Fig. 1: In vitro RAS signature derivation.

a Contingency tables showing the number of RAS pathway wild-type and KRAS mutant cell lines per RAS-high and RAS-low groups for each signature. RAS pathway wild-type cell lines are those with no oncogenic mutation in any RAS pathway member. RAS-high cell counts are shown in red, RAS-low in blue. The boxplots show the RI distributions for the RAS-high and low groups where the box shows the median and IQR, the whiskers indicate ± 1.5 x IQR, outliers lie outside this range. RAS addiction is presented here as a control signature (RAS pathway n = 115, KRAS^G13D134 n = 137, HRAS n = 106, MSigDB n = 124, KrasLA n = 98, RAS addiction n = 124; Chisq test ****P ≤ 0.0001, ***P ≤ 0.001, **P ≤ 0.01, n.s.= P > 0.05). b Heatmap showing our RAS84 meta-signature genes mapped to filtered (see “Method”) CCLE lung cell line data. Cell lines are shown as rows, genes as columns. Groupings of high, medium and low RAS activity are shown as separate clusters, KRAS mutational status is indicated in dark red on the right and parent signature gene membership is indicated in grey at the bottom of the map. c Contingency tables showing the number of RAS pathway wild-type and KRAS mutant cell lines per RAS-high and RAS-low groups for RAS84. RAS pathway wild-type cell lines are those with no oncogenic mutation in any RAS pathway member.

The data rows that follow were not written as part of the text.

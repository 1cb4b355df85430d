//! Cache Service Module
//!
//! The shared, cloneable handle the rest of the application talks to. Wraps
//! the entry store in a `tokio::sync::RwLock` and adds default-TTL policy,
//! argument validation and invalidation helpers.

use std::sync::Arc;

use serde::{de::DeserializeOwned, Serialize};
use serde_json::Value;
use tokio::sync::RwLock;
use tracing::debug;

use crate::cache::{CacheStats, Clock, EntryStore, SystemClock, MAX_KEY_LENGTH};
use crate::config::Config;
use crate::error::{CacheError, Result};
use crate::middleware::ResponseCacheLayer;

// == Cache Service ==
/// Thread-safe cache handle. Clones share the same store.
#[derive(Debug, Clone)]
pub struct CacheService {
    store: Arc<RwLock<EntryStore>>,
    default_ttl: u64,
}

impl CacheService {
    // == Constructors ==
    /// Creates a cache on the system clock.
    pub fn new(default_ttl: u64) -> Self {
        Self::with_clock(default_ttl, Arc::new(SystemClock))
    }

    /// Creates a cache reading time from `clock`.
    pub fn with_clock(default_ttl: u64, clock: Arc<dyn Clock>) -> Self {
        Self {
            store: Arc::new(RwLock::new(EntryStore::new(clock))),
            default_ttl,
        }
    }

    /// Creates a cache from configuration.
    pub fn from_config(config: &Config) -> Self {
        Self::new(config.default_ttl)
    }

    /// TTL applied when `set` is called without one.
    pub fn default_ttl(&self) -> u64 {
        self.default_ttl
    }

    // == Get ==
    /// Returns the live value for `key`, or `None` if absent or expired.
    pub async fn get(&self, key: &str) -> Option<Value> {
        // write lock: a lazy expiry removes the entry and stats are updated
        self.store.write().await.get(key)
    }

    /// Returns the live value for `key` decoded as `T`.
    ///
    /// A value that does not decode as `T` reads as absent.
    pub async fn get_as<T: DeserializeOwned>(&self, key: &str) -> Option<T> {
        let value = self.get(key).await?;
        match serde_json::from_value(value) {
            Ok(decoded) => Some(decoded),
            Err(e) => {
                debug!("Cached value for '{}' did not decode: {}", key, e);
                None
            }
        }
    }

    // == Set ==
    /// Stores `value` under `key` for `ttl` seconds (default TTL if `None`).
    ///
    /// The value is serialized before the lock is taken; on failure nothing is
    /// stored and the error is returned.
    pub async fn set<T>(
        &self,
        key: impl Into<String>,
        value: &T,
        ttl: Option<u64>,
    ) -> Result<()>
    where
        T: Serialize + ?Sized,
    {
        let key = key.into();
        validate_key(&key)?;

        let value = serde_json::to_value(value)?;
        let ttl = ttl.unwrap_or(self.default_ttl);

        self.store.write().await.set(key, value, ttl);
        Ok(())
    }

    // == Invalidate ==
    /// Removes a single entry. Absent keys are a no-op.
    ///
    /// Returns whether an entry was removed.
    pub async fn invalidate(&self, key: &str) -> Result<bool> {
        validate_key(key)?;
        Ok(self.store.write().await.delete(key))
    }

    // == Invalidate By Pattern ==
    /// Removes every entry whose key contains `pattern`.
    ///
    /// Case-sensitive substring match. An empty pattern removes everything.
    /// The whole key set is filtered under one write lock, so no matching
    /// key survives the call.
    pub async fn invalidate_by_pattern(&self, pattern: &str) -> usize {
        let removed = self.store.write().await.delete_matching(pattern);
        debug!("Invalidated {} entries matching '{}'", removed, pattern);
        removed
    }

    // == List Keys ==
    /// Returns all stored keys, including expired entries not yet swept.
    pub async fn list_keys(&self) -> Vec<String> {
        self.store.read().await.list_keys()
    }

    // == TTL ==
    /// Remaining TTL in seconds for a live entry.
    pub async fn ttl_remaining(&self, key: &str) -> Option<u64> {
        let store = self.store.read().await;
        let now = store.now_ms();
        store
            .entry(key)
            .filter(|entry| !entry.is_expired(now))
            .map(|entry| entry.ttl_remaining(now))
    }

    // == Clear ==
    /// Drops every entry. Returns how many were removed.
    pub async fn clear(&self) -> usize {
        self.store.write().await.clear()
    }

    // == Stats ==
    /// Returns a snapshot of the cache statistics.
    pub async fn stats(&self) -> CacheStats {
        self.store.read().await.stats()
    }

    // == Size ==
    /// Returns the number of stored entries, expired-but-unswept included.
    pub async fn len(&self) -> usize {
        self.store.read().await.len()
    }

    /// Returns true if no entries are stored.
    pub async fn is_empty(&self) -> bool {
        self.store.read().await.is_empty()
    }

    // == Sweep Expired ==
    /// Removes expired entries, at most `batch_size` keys per write lock.
    ///
    /// Candidates are picked from a snapshot taken under a read lock; each
    /// batch re-checks expiry so entries refreshed mid-sweep survive.
    pub async fn sweep_expired(&self, batch_size: usize) -> usize {
        let (now, snapshot) = {
            let store = self.store.read().await;
            (store.now_ms(), store.expiry_snapshot())
        };

        let expired: Vec<String> = snapshot
            .into_iter()
            .filter(|(_, expires_at)| now >= *expires_at)
            .map(|(key, _)| key)
            .collect();

        let mut removed = 0;
        for batch in expired.chunks(batch_size.max(1)) {
            removed += self.store.write().await.remove_expired(batch);
            tokio::task::yield_now().await;
        }
        removed
    }

    // == Layer ==
    /// Builds a response caching layer backed by this cache.
    ///
    /// `duration` overrides the TTL (seconds) for entries created through the
    /// layer; `None` uses the default TTL.
    pub fn layer(&self, duration: Option<u64>) -> ResponseCacheLayer {
        ResponseCacheLayer::new(self.clone(), duration)
    }
}

// == Validation ==
/// Rejects keys that can never name a cache entry.
pub(crate) fn validate_key(key: &str) -> Result<()> {
    if key.is_empty() {
        return Err(CacheError::InvalidArgument(
            "Key cannot be empty".to_string(),
        ));
    }
    if key.len() > MAX_KEY_LENGTH {
        return Err(CacheError::InvalidArgument(format!(
            "Key exceeds maximum length of {} bytes",
            MAX_KEY_LENGTH
        )));
    }
    Ok(())
}

// == Unit Tests ==
#[cfg(test)]
mod tests {
    use super::*;
    use crate::cache::ManualClock;
    use serde::Deserialize;
    use serde_json::json;

    fn cache_with_clock() -> (CacheService, ManualClock) {
        let clock = ManualClock::new(0);
        let cache = CacheService::with_clock(600, Arc::new(clock.clone()));
        (cache, clock)
    }

    #[tokio::test]
    async fn test_get_never_set_is_absent() {
        let (cache, _) = cache_with_clock();
        assert_eq!(cache.get("missing").await, None);
    }

    #[tokio::test]
    async fn test_set_then_get() {
        let (cache, _) = cache_with_clock();

        cache.set("k", &json!({"id": 1}), Some(60)).await.unwrap();
        assert_eq!(cache.get("k").await, Some(json!({"id": 1})));
    }

    #[tokio::test]
    async fn test_default_ttl_applied() {
        let (cache, clock) = cache_with_clock();

        cache.set("k", "v", None).await.unwrap();
        assert_eq!(cache.ttl_remaining("k").await, Some(600));

        clock.advance_secs(599);
        assert!(cache.get("k").await.is_some());

        clock.advance_secs(1);
        assert_eq!(cache.get("k").await, None);
    }

    #[tokio::test]
    async fn test_lazy_expiry_without_sweep() {
        let (cache, clock) = cache_with_clock();

        cache.set("k", "v", Some(5)).await.unwrap();
        clock.advance_secs(6);

        assert_eq!(cache.get("k").await, None);
        assert!(cache.is_empty().await);
    }

    #[tokio::test]
    async fn test_invalidate_removes_regardless_of_ttl() {
        let (cache, _) = cache_with_clock();

        cache.set("k", "v", Some(86_400)).await.unwrap();
        assert!(cache.invalidate("k").await.unwrap());
        assert_eq!(cache.get("k").await, None);
    }

    #[tokio::test]
    async fn test_invalidate_twice_is_noop() {
        let (cache, _) = cache_with_clock();

        cache.set("k", "v", None).await.unwrap();
        assert!(cache.invalidate("k").await.unwrap());
        assert!(!cache.invalidate("k").await.unwrap());
        assert!(cache.is_empty().await);
    }

    #[tokio::test]
    async fn test_invalidate_by_pattern() {
        let (cache, _) = cache_with_clock();

        cache
            .set("user:42:profile", &json!({"name": "a"}), Some(600))
            .await
            .unwrap();
        cache
            .set("user:42:orders", &json!([1, 2]), Some(600))
            .await
            .unwrap();
        cache
            .set("user:7:profile", &json!({"name": "b"}), Some(600))
            .await
            .unwrap();

        assert_eq!(cache.invalidate_by_pattern("user:42").await, 2);

        assert_eq!(cache.get("user:42:profile").await, None);
        assert_eq!(cache.get("user:42:orders").await, None);
        assert_eq!(cache.get("user:7:profile").await, Some(json!({"name": "b"})));
    }

    #[tokio::test]
    async fn test_invalidate_by_empty_pattern_clears_everything() {
        let (cache, _) = cache_with_clock();

        cache.set("a", "1", None).await.unwrap();
        cache.set("b", "2", None).await.unwrap();

        assert_eq!(cache.invalidate_by_pattern("").await, 2);
        assert!(cache.list_keys().await.is_empty());
    }

    #[tokio::test]
    async fn test_invalid_keys_rejected() {
        let (cache, _) = cache_with_clock();

        let result = cache.set("", "v", None).await;
        assert!(matches!(result, Err(CacheError::InvalidArgument(_))));

        let long_key = "x".repeat(MAX_KEY_LENGTH + 1);
        let result = cache.set(long_key, "v", None).await;
        assert!(matches!(result, Err(CacheError::InvalidArgument(_))));

        let result = cache.invalidate("").await;
        assert!(matches!(result, Err(CacheError::InvalidArgument(_))));
    }

    #[tokio::test]
    async fn test_unserializable_value_is_not_stored() {
        use std::collections::HashMap;

        let (cache, _) = cache_with_clock();

        // JSON object keys must be strings
        let mut value = HashMap::new();
        value.insert(vec![1u8], "v");

        let result = cache.set("k", &value, None).await;
        assert!(matches!(result, Err(CacheError::Serialization(_))));
        assert_eq!(cache.get("k").await, None);
    }

    #[tokio::test]
    async fn test_get_as_typed() {
        #[derive(Debug, PartialEq, Serialize, Deserialize)]
        struct Item {
            id: u32,
        }

        let (cache, _) = cache_with_clock();
        cache.set("item", &Item { id: 7 }, None).await.unwrap();

        assert_eq!(cache.get_as::<Item>("item").await, Some(Item { id: 7 }));
        assert_eq!(cache.get_as::<Vec<u8>>("item").await, None);
    }

    #[tokio::test]
    async fn test_sweep_removes_only_expired() {
        let (cache, clock) = cache_with_clock();

        for i in 0..10 {
            cache.set(format!("short:{}", i), &i, Some(1)).await.unwrap();
        }
        cache.set("long", "v", Some(3600)).await.unwrap();
        clock.advance_secs(2);

        assert_eq!(cache.len().await, 11);
        assert_eq!(cache.sweep_expired(3).await, 10);
        assert_eq!(cache.list_keys().await, vec!["long".to_string()]);
        assert_eq!(cache.stats().await.expirations, 10);
    }

    #[tokio::test]
    async fn test_sweep_with_zero_batch_size_still_progresses() {
        let (cache, clock) = cache_with_clock();

        cache.set("k", "v", Some(1)).await.unwrap();
        clock.advance_secs(1);

        assert_eq!(cache.sweep_expired(0).await, 1);
    }

    #[tokio::test]
    async fn test_clear() {
        let (cache, _) = cache_with_clock();

        cache.set("a", "1", None).await.unwrap();
        cache.set("b", "2", None).await.unwrap();

        assert_eq!(cache.clear().await, 2);
        assert!(cache.is_empty().await);
    }

    #[tokio::test]
    async fn test_clones_share_store() {
        let (cache, _) = cache_with_clock();
        let other = cache.clone();

        cache.set("k", "v", None).await.unwrap();
        assert_eq!(other.get("k").await, Some(json!("v")));
    }
}
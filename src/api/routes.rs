//! API Routes
//!
//! Configures the Axum router with the cache admin endpoints and the demo
//! resource.

use axum::{
    routing::{delete, get},
    Router,
};
use tower_http::{
    cors::{Any, CorsLayer},
    trace::TraceLayer,
};

use super::handlers::{
    create_item_handler, health_handler, invalidate_key_handler, invalidate_pattern_handler,
    list_items_handler, list_keys_handler, stats_handler, AppState,
};

/// TTL in seconds for cached `/items` listings
pub const ITEMS_CACHE_TTL: u64 = 600;

/// Creates the main router with all endpoints configured.
///
/// # Endpoints
/// - `GET /items` - Paged item listing, served through the response cache
/// - `POST /items` - Create an item; invalidates cached listings
/// - `GET /cache/keys` - List cached keys
/// - `DELETE /cache/keys?key=...` - Invalidate one key
/// - `DELETE /cache?pattern=...` - Invalidate keys containing a substring
/// - `GET /cache/stats` - Cache statistics
/// - `GET /health` - Health check endpoint
///
/// # Middleware
/// - Response cache: only on the `/items` routes
/// - CORS: Allows any origin (configurable for production)
/// - Tracing: Logs all requests for debugging
pub fn create_router(state: AppState) -> Router {
    let cors = CorsLayer::new()
        .allow_origin(Any)
        .allow_methods(Any)
        .allow_headers(Any);

    let cached = Router::new()
        .route("/items", get(list_items_handler).post(create_item_handler))
        .layer(state.cache.layer(Some(ITEMS_CACHE_TTL)));

    Router::new()
        .route("/cache", delete(invalidate_pattern_handler))
        .route(
            "/cache/keys",
            get(list_keys_handler).delete(invalidate_key_handler),
        )
        .route("/cache/stats", get(stats_handler))
        .route("/health", get(health_handler))
        .merge(cached)
        .layer(cors)
        .layer(TraceLayer::new_for_http())
        .with_state(state)
}
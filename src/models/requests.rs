//! Request DTOs for the admin and demo API
//!
//! Defines query strings and bodies accepted by the HTTP handlers.

use serde::Deserialize;

/// Query for `DELETE /cache/keys`
#[derive(Debug, Clone, Default, Deserialize)]
pub struct KeyQuery {
    /// Exact cache key to invalidate
    pub key: Option<String>,
}

/// Query for `DELETE /cache`
///
/// `pattern` must be present; `pattern=` (empty) is accepted and clears the
/// whole cache.
#[derive(Debug, Clone, Default, Deserialize)]
pub struct PatternQuery {
    /// Substring matched against cache keys
    pub pattern: Option<String>,
}

/// Query for `GET /items`
#[derive(Debug, Clone, Default, Deserialize)]
pub struct ItemsQuery {
    /// 1-based page number
    #[serde(default)]
    pub page: Option<usize>,
}

/// Request body for `POST /items`
#[derive(Debug, Clone, Deserialize)]
pub struct CreateItemRequest {
    /// Display name of the item
    pub name: String,
}

impl CreateItemRequest {
    /// Validates the request data
    ///
    /// Returns an error message if validation fails, None if valid.
    pub fn validate(&self) -> Option<String> {
        if self.name.trim().is_empty() {
            return Some("Name cannot be empty".to_string());
        }
        None
    }
}
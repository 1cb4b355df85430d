//! Response Cache - demo server
//!
//! Serves a small item API whose listings are cached, plus endpoints to
//! inspect and invalidate the cache.

use std::net::SocketAddr;
use std::time::Duration;

use anyhow::Context;
use tokio::signal;
use tracing::info;
use tracing_subscriber::{layer::SubscriberExt, util::SubscriberInitExt};

use response_cache::api::create_router;
use response_cache::{spawn_sweeper, AppState, Config};

/// Main entry point for the response cache demo server.
///
/// # Startup Sequence
/// 1. Initialize tracing subscriber for logging
/// 2. Load configuration from environment variables
/// 3. Create the cache service
/// 4. Start the background expiry sweeper
/// 5. Create Axum router with all endpoints
/// 6. Start HTTP server on configured port
/// 7. On SIGINT/SIGTERM: stop the sweeper and release the cache
#[tokio::main]
async fn main() -> anyhow::Result<()> {
    // Defaults to "info" level, can be overridden with RUST_LOG env var
    tracing_subscriber::registry()
        .with(
            tracing_subscriber::EnvFilter::try_from_default_env()
                .unwrap_or_else(|_| "response_cache=info,tower_http=info".into()),
        )
        .with(tracing_subscriber::fmt::layer())
        .init();

    info!("Starting response cache server");

    let config = Config::from_env();
    info!(
        "Configuration loaded: default_ttl={}s, sweep_interval={}s, sweep_batch_size={}, port={}",
        config.default_ttl, config.sweep_interval, config.sweep_batch_size, config.server_port
    );

    let state = AppState::from_config(&config);
    let cache = state.cache.clone();
    info!("Cache initialized");

    let sweeper = spawn_sweeper(
        cache.clone(),
        Duration::from_secs(config.sweep_interval),
        config.sweep_batch_size,
    );

    let app = create_router(state);

    let addr = SocketAddr::from(([0, 0, 0, 0], config.server_port));
    let listener = tokio::net::TcpListener::bind(addr)
        .await
        .with_context(|| format!("failed to bind {}", addr))?;
    info!("Server listening on http://{}", addr);

    axum::serve(listener, app)
        .with_graceful_shutdown(shutdown_signal())
        .await
        .context("server error")?;

    sweeper.shutdown().await;
    let released = cache.clear().await;
    info!("Shutdown complete, released {} cache entries", released);

    Ok(())
}

/// Waits for shutdown signal (Ctrl+C or SIGTERM).
async fn shutdown_signal() {
    let ctrl_c = async {
        if let Err(e) = signal::ctrl_c().await {
            tracing::error!("Failed to listen for Ctrl+C: {}", e);
            std::future::pending::<()>().await;
        }
    };

    #[cfg(unix)]
    let terminate = async {
        match signal::unix::signal(signal::unix::SignalKind::terminate()) {
            Ok(mut sigterm) => {
                sigterm.recv().await;
            }
            Err(e) => {
                tracing::error!("Failed to install SIGTERM handler: {}", e);
                std::future::pending::<()>().await;
            }
        }
    };

    #[cfg(not(unix))]
    let terminate = std::future::pending::<()>();

    tokio::select! {
        _ = ctrl_c => {
            info!("Received Ctrl+C, initiating shutdown...");
        }
        _ = terminate => {
            info!("Received SIGTERM, initiating shutdown...");
        }
    }
}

RAS-high cell counts are shown in red, RAS-low in blue. The boxplots show the RI distributions for the RAS-high and low groups where the box shows the median and IQR, the whiskers indicate ± 1.5 x IQR, outliers lie outside this range. N = 120, Chisq test ****P ≤ 0.0001, ***P ≤ 0.001, **P ≤ 0.01, n.s. = P > 0.05. d Log-likelihood values from a GLM fit (family = binomial) of KRAS mutation status across the three RAS activity groups for each of the signatures. RAS84 is the best-performing signature at segregating KRAS mutants across the RAS activity groups.